Historian James Laver (1969) first proposed a Theory of Shifting Erogenous Zones to explain why fashions go in and out of style. He was influenced by psychologist J. C. Flugel (1930) who argued that the naked body is anti-erotic. The naked body is anti-erotic because it leaves nothing to the imagination. The imagination is more powerful than reality. For example, in horror films, storylines where the monster is not depicted or only slightly depicted on screen tend to be more frightening because your imagination can conjure the type of monster that scares you. Simultaneously, the anticipation of seeing the monster builds. Frequently, when the monster is finally seen there is a bit of a disappointment because it does not match your expectations. Likewise, a clothed body allows for imagination and anticipation. Based on this premise, Laver argued that styles of women’s fashion change in order to reveal different body parts. As the body part is exposed, it becomes eroticized. Showing what was previously hidden becomes exciting until it becomes a common sight. When a particular body part becomes overexposed it is no longer sexually enticing, so a new area of the body is exposed.

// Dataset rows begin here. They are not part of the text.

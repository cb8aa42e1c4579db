//! Hold manager: reserve, release and execute withdrawal holds.
//!
//! Holds are PENDING `WITHDRAWAL_HOLD` rows. Creating one moves funds from
//! `balance` into `hold_balance` in the same commit that appends the row, so
//! `hold_balance` always equals the sum of the wallet's pending holds.

use chrono::Utc;
use rust_decimal::Decimal;
use serde::Serialize;
use std::sync::Arc;

use crate::ledger::manager::ensure_positive;
use crate::ledger::{
    AccountId, Category, Changeset, EntryMetadata, EntryStatus, EntryType, HoldExecutionMetadata,
    HoldMetadata, HoldReleaseMetadata, HoldSettlement, LedgerError, LedgerResult, LedgerStore,
    LedgerTransaction, NewEntry, StaffMetadata, TransactionId, Wallet, WalletLeg,
};

/// Balances after a hold operation
#[derive(Debug, Clone, PartialEq, Serialize)]
pub struct HoldOutcome {
    /// Hold row id, or the debit row id on the direct withdrawal path
    pub hold_id: TransactionId,
    pub balance: Decimal,
    pub hold_balance: Decimal,
}

impl HoldOutcome {
    fn new(hold_id: TransactionId, wallet: &Wallet) -> Self {
        Self {
            hold_id,
            balance: wallet.balance,
            hold_balance: wallet.hold_balance,
        }
    }
}

/// Staff confirmation that a withdrawal left the system
#[derive(Debug, Clone)]
pub struct ExecuteHold {
    /// Hold to settle; `None` debits the wallet directly
    pub hold_id: Option<TransactionId>,
    pub account_id: AccountId,
    /// Only used on the direct debit path
    pub amount: Decimal,
    pub staff_id: i64,
    pub description: Option<String>,
    pub ticket_id: Option<i64>,
    /// Makes the direct debit path idempotent
    pub idempotency_key: Option<String>,
}

/// Hold manager
#[derive(Clone)]
pub struct HoldManager {
    store: Arc<dyn LedgerStore>,
}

In the early 1900s women’s breasts were thrust up with corsets and brassieres and their legs were covered, but in the 1920s women’s legs were eroticized when they threw off their floor-length dresses for loose dresses that rose to the knee, yet the breast was covered and flattened. In the 1930s hemlines dropped but the back of women was frequently exposed. Thus, what became eroticized shifted over time. (See Figures 2.3, 2.4, and 2.5.)

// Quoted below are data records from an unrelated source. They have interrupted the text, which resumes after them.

//! Sportsbook and exchange wire shapes. Amounts are integer minor units.

use rust_decimal::Decimal;
use serde::{Deserialize, Serialize};

use crate::bets::{BetSide, Selection};
use crate::wire;

/// Sportsbook operation
#[derive(Debug, Clone, Copy, PartialEq, Eq, Serialize, Deserialize)]
#[serde(rename_all = "snake_case")]
pub enum Operation {
    PlaceBet,
    PlaceExchangeBet,
    SettleWin,
    SettleLoss,
    SettleExchange,
    Rollback,
    BonusPayout,
}

impl Operation {
    pub fn as_str(self) -> &'static str {
        match self {
            Operation::PlaceBet => "place_bet",
            Operation::PlaceExchangeBet => "place_exchange_bet",
            Operation::SettleWin => "settle_win",
            Operation::SettleLoss => "settle_loss",
            Operation::SettleExchange => "settle_exchange",
            Operation::Rollback => "rollback",
            Operation::BonusPayout => "bonus_payout",
        }
    }
}

impl std::fmt::Display for Operation {
    fn fmt(&self, f: &mut std::fmt::Formatter<'_>) -> std::fmt::Result {
        f.write_str(self.as_str())
    }
}

/// Selection as sent by the provider
#[derive(Debug, Clone, Deserialize)]
pub struct SelectionPayload {
    #[serde(deserialize_with = "wire::string_or_number")]
    pub event_id: String,
    #[serde(deserialize_with = "wire::string_or_number")]
    pub market_id: String,
    #[serde(deserialize_with = "wire::string_or_number")]
    pub outcome_id: String,
    #[serde(default)]
    pub event_name: Option<String>,
    #[serde(default)]
    pub market_name: Option<String>,
    #[serde(default)]
    pub outcome_name: Option<String>,
    #[serde(default, deserialize_with = "wire::opt_string_or_number")]
    pub odds: Option<String>,
}

impl SelectionPayload {
    pub fn into_selection(self) -> Selection {
        Selection {
            event_id: self.event_id,
            market_id: self.market_id,
            outcome_id: self.outcome_id,
            event_name: self.event_name,
            market_name: self.market_name,
            outcome_name: self.outcome_name,
            odds: self.odds.as_deref().and_then(wire::parse_decimal),
        }
    }
}

/// Sportsbook or exchange bet placement
#[derive(Debug, Clone, Deserialize)]
pub struct PlaceBetRequest {
    #[serde(deserialize_with = "wire::string_or_number")]
    pub ext_transaction_id: String,
    #[serde(deserialize_with = "wire::string_or_number")]
    pub user_id: String,
    #[serde(deserialize_with = "wire::string_or_number")]
    pub betslip_id: String,
    #[serde(deserialize_with = "wire::string_or_number")]
    pub bet_id: String,
    /// Stake
    #[serde(deserialize_with = "wire::minor_units")]
    pub amount: i64,
    #[serde(default, deserialize_with = "wire::opt_minor_units")]
    pub potential_win: Option<i64>,
    #[serde(deserialize_with = "wire::decimal")]
    pub odds: Decimal,
    pub currency: String,
    #[serde(default)]
    pub selections: Vec<SelectionPayload>,
    /// Exchange only
    #[serde(default)]
    pub bet_type: Option<BetSide>,
    /// Exchange lay bets debit the liability instead of the stake
    #[serde(default, deserialize_with = "wire::opt_minor_units")]
    pub liability: Option<i64>,
}

/// Win or loss notification, sent twice: status first, then payout
#[derive(Debug, Clone, Deserialize)]
pub struct SettleRequest {
    #[serde(deserialize_with = "wire::string_or_number")]
    pub ext_transaction_id: String,
    #[serde(deserialize_with = "wire::string_or_number")]
    pub user_id: String,
    #[serde(deserialize_with = "wire::string_or_number")]
    pub betslip_id: String,
    #[serde(deserialize_with = "wire::string_or_number")]
    pub bet_id: String,
    #[serde(default)]
    pub is_payout: bool,
    /// Payout on the win path
    #[serde(default, deserialize_with = "wire::opt_minor_units")]
    pub amount: Option<i64>,
    pub currency: String,
}

/// Exchange settlement outcome of one bet
#[derive(Debug, Clone, Copy, PartialEq, Eq, Deserialize)]
#[serde(rename_all = "SCREAMING_SNAKE_CASE")]
pub enum ExchangeOutcome {
    Win,
    Lost,
}

#[derive(Debug, Clone, Deserialize)]
pub struct ExchangeSettlementItem {
    #[serde(deserialize_with = "wire::string_or_number")]
    pub betslip_id: String,
    #[serde(deserialize_with = "wire::string_or_number")]
    pub bet_id: String,
    pub outcome: ExchangeOutcome,
    #[serde(default, deserialize_with = "wire::opt_minor_units")]
    pub amount: Option<i64>,
}

/// Batch exchange settlement; each bet settles and pays in one call
#[derive(Debug, Clone, Deserialize)]
pub struct SettleExchangeRequest {
    #[serde(deserialize_with = "wire::string_or_number")]
    pub ext_transaction_id: String,
    #[serde(deserialize_with = "wire::string_or_number")]
    pub user_id: String,
    pub currency: String,
    pub settlements: Vec<ExchangeSettlementItem>,
}

#[derive(Debug, Clone, Deserialize)]
pub struct RollbackItem {
    #[serde(deserialize_with = "wire::string_or_number")]
    pub betslip_id: String,
    #[serde(default, deserialize_with = "wire::opt_string_or_number")]
    pub bet_id: Option<String>,
    /// Locates legacy sportsbook records that lack a bet id
    #[serde(default, deserialize_with = "wire::opt_string_or_number")]
    pub event_id: Option<String>,
}

/// Batch rollback with an optional debit adjustment
#[derive(Debug, Clone, Deserialize)]
pub struct RollbackRequest {
    #[serde(deserialize_with = "wire::string_or_number")]
    pub ext_transaction_id: String,
    #[serde(deserialize_with = "wire::string_or_number")]
    pub user_id: String,
    pub currency: String,
    pub bets: Vec<RollbackItem>,
    #[serde(default, deserialize_with = "wire::opt_minor_units")]
    pub amount: Option<i64>,
}

#[derive(Debug, Clone, Deserialize)]
pub struct BonusRequest {
    #[serde(deserialize_with = "wire::string_or_number")]
    pub ext_transaction_id: String,
    #[serde(deserialize_with = "wire::string_or_number")]
    pub user_id: String,
    #[serde(deserialize_with = "wire::string_or_number")]
    pub bonus_id: String,
    #[serde(deserialize_with = "wire::minor_units")]
    pub amount: i64,
    pub currency: String,
    #[serde(default, deserialize_with = "wire::opt_string_or_number")]
    pub betslip_id: Option<String>,
    #[serde(default, deserialize_with = "wire::opt_string_or_number")]
    pub bet_id: Option<String>,
}

/// Common success shape, balances in minor units
#[derive(Debug, Clone, PartialEq, Eq, Serialize, Deserialize)]
pub struct SportsbookReceipt {
    pub id: String,
    pub ext_transaction_id: String,
    pub user_id: String,
    pub operation: Operation,
    pub amount: i64,
    pub currency: String,
    pub balance: i64,
}

#[derive(Debug, Clone, PartialEq, Eq, Serialize, Deserialize)]
pub struct WireError {
    pub code: String,
    pub message: String,
}

/// Response envelope, always delivered with HTTP 200
#[derive(Debug, Clone, PartialEq, Eq, Serialize, Deserialize)]
pub struct SportsbookResponse {
    pub success: bool,
    #[serde(flatten)]
    pub receipt: Option<SportsbookReceipt>,
    #[serde(default, skip_serializing_if = "Option::is_none")]
    pub error: Option<WireError>,
}

impl SportsbookResponse {
    pub fn ok(receipt: SportsbookReceipt) -> Self {
        Self {
            success: true,
            receipt: Some(receipt),
            error: None,
        }
    }

    pub fn failed(code: &str, message: String) -> Self {
        Self {
            success: false,
            receipt: None,
            error: Some(WireError {
                code: code.to_string(),
                message,
            }),
        }
    }
}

Figure 2.3 The Ohio State University Historic Costume and Textiles Collection, courtesy of Dr. Anne Bissonnette.
Figure 2.4 University of Hawai‘i Historic Costume Museum.
Figure 2.5 The Theory of Shifting Erogenous Zones posits that fashions change in order to expose different body parts. In the 1930s the back was fashionable to expose (2.3), while this asymmetrical dress from the 1970s shows how an exposed shoulder was fashionable (2.4); by the 2010s the leg became the new focal point (2.5). Nata Sha/Shutterstock.com.

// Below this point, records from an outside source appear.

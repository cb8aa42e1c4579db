//! Casino one-wallet protocol, end to end over the in-memory store.

mod common;

use common::{CURRENCY, PLAYER, fields, harness};
use rust_decimal::Decimal;
use serde_json::{Value, json};
use wallet_ledger::casino::CasinoOutcome;
use wallet_ledger::ledger::LedgerStore;

fn debit(tid: &str, action: &str, amount: &str) -> Value {
    json!({
        "type": "debit",
        "userid": PLAYER,
        "amount": amount,
        "currency": CURRENCY,
        "tid": tid,
        "i_gameid": "G-100",
        "i_actionid": action,
        "i_gamedesc": "Roulette",
    })
}

#[tokio::test]
async fn test_ping_is_signed() {
    let h = harness(0).await;
    let reply = h.casino.handle(&h.signed(json!({ "type": "ping" }))).await;

    assert_eq!(reply.body["status"], json!("OK"));
    assert!(h.signer.verify(fields(&reply.body)).is_ok());
}

#[tokio::test]
async fn test_bad_signature_short_circuits() {
    let h = harness(500).await;
    let mut body = h.signed(debit("T1", "A1", "50"));
    body["amount"] = json!("5000");

    let reply = h.casino.handle(&body).await;
    assert_eq!(reply.body["error"], json!("Authentication failed"));
    assert_eq!(reply.request_type, None);
    assert!(matches!(reply.outcome, CasinoOutcome::Failed(_)));
    assert!(h.signer.verify(fields(&reply.body)).is_ok());
    assert_eq!(h.wallet().await.balance, Decimal::from(500));
}

#[tokio::test]
async fn test_balance_rejects_other_currency() {
    let h = harness(500).await;

    let reply = h
        .casino
        .handle(&h.signed(json!({ "type": "balance", "userid": PLAYER, "currency": CURRENCY })))
        .await;
    assert_eq!(reply.body["balance"], json!("500.00"));

    let reply = h
        .casino
        .handle(&h.signed(json!({ "type": "balance", "userid": PLAYER, "currency": "USD" })))
        .await;
    assert_eq!(reply.body["error"], json!("Unsupported currency"));
}

#[tokio::test]
async fn test_debit_replay_is_idempotent() {
    let h = harness(500).await;
    let request = h.signed(debit("T1", "A1", "50"));

    let first = h.casino.handle(&request).await;
    assert_eq!(first.body["status"], json!("OK"));
    assert_eq!(first.body["tid"], json!("T1"));
    assert_eq!(first.body["balance"], json!("450.00"));
    let rows = h.row_count().await;

    let second = h.casino.handle(&request).await;
    assert_eq!(second.outcome, CasinoOutcome::ExactReplay);
    assert_eq!(second.body, first.body);
    assert_eq!(h.row_count().await, rows);
    assert_eq!(h.wallet().await.balance, Decimal::from(450));
}

#[tokio::test]
async fn test_semantic_replay_under_new_tid() {
    let h = harness(500).await;
    h.casino.handle(&h.signed(debit("T1", "A1", "50"))).await;

    let reply = h.casino.handle(&h.signed(debit("T2", "A1", "50"))).await;
    assert_eq!(reply.outcome, CasinoOutcome::SemanticReplay);
    assert_eq!(reply.body["tid"], json!("T2"));
    assert_eq!(reply.body["balance"], json!("450.00"));
    assert_eq!(h.wallet().await.balance, Decimal::from(450));
}

#[tokio::test]
async fn test_semantic_replay_with_different_amount_is_rejected() {
    let h = harness(500).await;
    h.casino.handle(&h.signed(debit("T1", "A1", "50"))).await;
    let rows = h.row_count().await;

    let reply = h.casino.handle(&h.signed(debit("T2", "A1", "75"))).await;
    assert_eq!(reply.body["error"], json!("Transaction parameter mismatch"));
    assert_eq!(reply.body["balance"], json!("450.00"));
    assert_eq!(h.row_count().await, rows);
}

#[tokio::test]
async fn test_debit_cannot_overdraw() {
    let h = harness(30).await;

    let reply = h.casino.handle(&h.signed(debit("T1", "A1", "50"))).await;
    assert_eq!(reply.body["error"], json!("Insufficient funds"));
    assert_eq!(reply.body["balance"], json!("30.00"));
    assert_eq!(h.wallet().await.balance, Decimal::from(30));
}

#[tokio::test]
async fn test_zero_debit_needs_funded_wallet() {
    let h = harness(0).await;

    let reply = h.casino.handle(&h.signed(debit("Z1", "A1", "0.00"))).await;
    assert_eq!(reply.body["error"], json!("Insufficient funds"));
    assert_eq!(reply.body["balance"], json!("0.00"));
    assert_eq!(h.row_count().await, 0);

    let mut credit = debit("Z2", "A2", "0.00");
    credit["type"] = json!("credit");
    let reply = h.casino.handle(&h.signed(credit)).await;
    assert_eq!(reply.body["status"], json!("OK"));
    assert_eq!(reply.body["balance"], json!("0.00"));
}

#[tokio::test]
async fn test_plain_credit_matches_recorded_cancel() {
    let h = harness(100).await;
    let mut cancel = debit("T1", "A1", "40");
    cancel["subtype"] = json!("cancel");
    let reply = h.casino.handle(&h.signed(cancel)).await;
    assert_eq!(reply.body["balance"], json!("60.00"));
    let rows = h.row_count().await;

    let mut credit = debit("T9", "A1", "40");
    credit["type"] = json!("credit");
    let reply = h.casino.handle(&h.signed(credit)).await;
    assert_eq!(reply.body["error"], json!("Transaction parameter mismatch"));
    assert_eq!(h.row_count().await, rows);
    assert_eq!(h.wallet().await.balance, Decimal::from(60));
}

#[tokio::test(flavor = "multi_thread", worker_threads = 2)]
async fn test_concurrent_deliveries_apply_once() {
    let h = harness(500).await;
    let rows = h.row_count().await;
    let request = h.signed(debit("T1", "A1", "50"));

    let tasks: Vec<_> = (0..2)
        .map(|_| {
            let casino = h.casino.clone();
            let request = request.clone();
            tokio::spawn(async move { casino.handle(&request).await })
        })
        .collect();
    let mut replies = Vec::new();
    for task in tasks {
        replies.push(task.await.unwrap());
    }

    assert_eq!(replies[0].body, replies[1].body);
    assert_eq!(replies[0].body["balance"], json!("450.00"));
    assert_eq!(h.row_count().await, rows + 1);
    assert_eq!(h.wallet().await.balance, Decimal::from(450));
}

#[tokio::test]
async fn test_credit_and_cancel() {
    let h = harness(100).await;
    h.casino.handle(&h.signed(debit("T1", "A1", "40"))).await;

    let mut win = debit("T2", "A2", "25.50");
    win["type"] = json!("credit");
    let reply = h.casino.handle(&h.signed(win)).await;
    assert_eq!(reply.body["balance"], json!("85.50"));

    // The cancel refunds the original action under its own subtype.
    let mut cancel = debit("T3", "A1", "40");
    cancel["type"] = json!("credit");
    cancel["subtype"] = json!("cancel");
    let reply = h.casino.handle(&h.signed(cancel)).await;
    assert_eq!(reply.body["status"], json!("OK"));
    assert_eq!(h.wallet().await.balance, Decimal::new(12550, 2));
}

#[tokio::test]
async fn test_unknown_user() {
    let h = harness(0).await;
    let mut request = debit("T1", "A1", "10");
    request["userid"] = json!("ghost");

    let reply = h.casino.handle(&h.signed(request)).await;
    assert_eq!(reply.body["error"], json!("User not found"));
}

#[tokio::test]
async fn test_roundinfo_always_ok() {
    let h = harness(0).await;
    let request = json!({
        "type": "roundinfo",
        "gameid": "G-100",
        "userid": PLAYER,
        "i_gamedesc": "Roulette",
        "actions": [{ "id": "A1", "amount": "50", "timestamp": "2025-01-01T00:00:00Z" }],
    });

    let first = h.casino.handle(&h.signed(request.clone())).await;
    let second = h.casino.handle(&h.signed(request)).await;
    assert_eq!(first.body["status"], json!("OK"));
    assert_eq!(second.body["status"], json!("OK"));

    let round = h.store.round("G-100", PLAYER).await.unwrap().unwrap();
    assert_eq!(round.game_desc.as_deref(), Some("Roulette"));
}

#[tokio::test]
async fn test_malformed_body_gets_signed_error() {
    let h = harness(0).await;
    let reply = h.casino.handle_bytes(b"{not json").await;

    assert_eq!(reply.body["error"], json!("Invalid request"));
    assert!(h.signer.verify(fields(&reply.body)).is_ok());
}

Yet, fashion historian Valerie Steele (1985) noted that the theory can also apply to covered areas of the body that are enhanced or exaggerated through clothing, not just what is revealed. Poulaines, also called Crakows (they were popular in Crakow, Poland), were very long, pointed men’s shoes fashionable in 15th century Europe. One could either read the shoe as an erotic fascination with feet or symbolic substitution for the size of the wearer’s phallus. In the 16th century, the phallus itself was also emphasized by using a codpiece, a piece of fabric that covered the groin where men’s hose were joined together. Likewise, women’s body parts were emphasized similarly. The bustle of the 19th century brought attention to the derrière, while shoulder pads highlighted shoulders in the 1940s and 1980s, and the waist was (de)emphasized via corsets in the 1950s. Like the examples of the exposed body, apparel fashions have changed to force attention on areas that are considered erotic or fetishistic.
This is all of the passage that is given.